▶ [The input]
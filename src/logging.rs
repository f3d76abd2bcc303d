use tracing_subscriber::EnvFilter;

/// Map `-v` counts to filter levels; `RUST_LOG` wins when set.
pub fn setup_logging(verbose_level: u8) {
    let filter = if std::env::var("RUST_LOG").is_ok() {
        EnvFilter::from_default_env()
    } else {
        let filter_str = match verbose_level {
            0 => "warn,easy_opal=info",
            1 => "info,easy_opal=debug",
            _ => "debug,easy_opal=trace",
        };
        EnvFilter::new(filter_str)
    };

    tracing_subscriber::fmt()
        .with_env_filter(filter)
        .with_target(false)
        .with_thread_ids(false)
        .with_level(true)
        .with_writer(std::io::stderr)
        .init();
}
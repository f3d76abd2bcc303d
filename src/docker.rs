//! Container lifecycle via `docker compose`.

use crate::config::{StackConfig, Workspace};
use crate::executor::{CommandExecutor, CommandOutput};
use anyhow::Result;
use tracing::debug;

/// Check that the docker CLI, the compose plugin and the daemon are all
/// reachable.
pub async fn docker_available(executor: &dyn CommandExecutor) -> bool {
    for args in [
        &["--version"][..],
        &["compose", "version"][..],
        &["ps"][..],
    ] {
        match executor.run("docker", args, None).await {
            Ok(output) if output.success => {}
            Ok(output) => {
                debug!("docker {} failed: {}", args.join(" "), output.output.trim());
                return false;
            }
            Err(err) => {
                debug!("docker {} failed: {err}", args.join(" "));
                return false;
            }
        }
    }
    true
}

/// Run `docker compose --project-name <stack> <args...>` in the stack
/// directory, streaming output to the terminal.
pub async fn compose(
    executor: &dyn CommandExecutor,
    workspace: &Workspace,
    config: &StackConfig,
    args: &[&str],
) -> Result<CommandOutput> {
    let mut full_args = vec!["compose", "--project-name", config.stack_name.as_str()];
    full_args.extend_from_slice(args);

    let output = executor
        .run_streaming("docker", &full_args, Some(workspace.root()))
        .await?;
    if !output.success {
        anyhow::bail!("docker compose {} failed", args.join(" "));
    }
    Ok(output)
}

pub async fn up(
    executor: &dyn CommandExecutor,
    workspace: &Workspace,
    config: &StackConfig,
) -> Result<()> {
    compose(executor, workspace, config, &["up", "-d"]).await?;
    Ok(())
}

pub async fn down(
    executor: &dyn CommandExecutor,
    workspace: &Workspace,
    config: &StackConfig,
) -> Result<()> {
    compose(executor, workspace, config, &["down"]).await?;
    Ok(())
}

pub async fn restart(
    executor: &dyn CommandExecutor,
    workspace: &Workspace,
    config: &StackConfig,
) -> Result<()> {
    compose(executor, workspace, config, &["restart"]).await?;
    Ok(())
}

/// Stop the stack and remove all data volumes. Destructive.
pub async fn reset(
    executor: &dyn CommandExecutor,
    workspace: &Workspace,
    config: &StackConfig,
) -> Result<()> {
    compose(executor, workspace, config, &["down", "-v"]).await?;
    Ok(())
}

pub async fn status(
    executor: &dyn CommandExecutor,
    workspace: &Workspace,
    config: &StackConfig,
) -> Result<()> {
    compose(executor, workspace, config, &["ps"]).await?;
    Ok(())
}

#[cfg(test)]
mod tests {
    use super::*;
    use std::path::Path;
    use std::sync::Mutex;

    /// Records invocations instead of spawning processes.
    struct RecordingExecutor {
        calls: Mutex<Vec<(String, Vec<String>)>>,
        success: bool,
    }

    impl RecordingExecutor {
        fn new(success: bool) -> Self {
            Self {
                calls: Mutex::new(Vec::new()),
                success,
            }
        }

        fn record(&self, program: &str, args: &[&str]) -> CommandOutput {
            self.calls.lock().unwrap().push((
                program.to_string(),
                args.iter().map(|s| s.to_string()).collect(),
            ));
            CommandOutput {
                success: self.success,
                output: String::new(),
            }
        }
    }

    #[async_trait::async_trait]
    impl CommandExecutor for RecordingExecutor {
        async fn run(
            &self,
            program: &str,
            args: &[&str],
            _working_dir: Option<&Path>,
        ) -> Result<CommandOutput> {
            Ok(self.record(program, args))
        }

        async fn run_streaming(
            &self,
            program: &str,
            args: &[&str],
            _working_dir: Option<&Path>,
        ) -> Result<CommandOutput> {
            Ok(self.record(program, args))
        }
    }

    #[tokio::test]
    async fn compose_prepends_project_name() {
        let executor = RecordingExecutor::new(true);
        let workspace = Workspace::new(".");
        let config = StackConfig::default();

        up(&executor, &workspace, &config).await.unwrap();

        let calls = executor.calls.lock().unwrap();
        assert_eq!(calls.len(), 1);
        assert_eq!(calls[0].0, "docker");
        assert_eq!(
            calls[0].1,
            vec!["compose", "--project-name", "easy-opal", "up", "-d"]
        );
    }

    #[tokio::test]
    async fn compose_failure_becomes_an_error() {
        let executor = RecordingExecutor::new(false);
        let workspace = Workspace::new(".");
        let config = StackConfig::default();

        let result = down(&executor, &workspace, &config).await;
        assert!(result.is_err());
    }

    #[tokio::test]
    async fn availability_check_requires_all_probes() {
        let executor = RecordingExecutor::new(false);
        assert!(!docker_available(&executor).await);

        let executor = RecordingExecutor::new(true);
        assert!(docker_available(&executor).await);
        // --version, compose version, ps
        assert_eq!(executor.calls.lock().unwrap().len(), 3);
    }
}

▶ [Problem] Provide only the number of lines in the listing above that contain "filename".

▶ [Answer] 2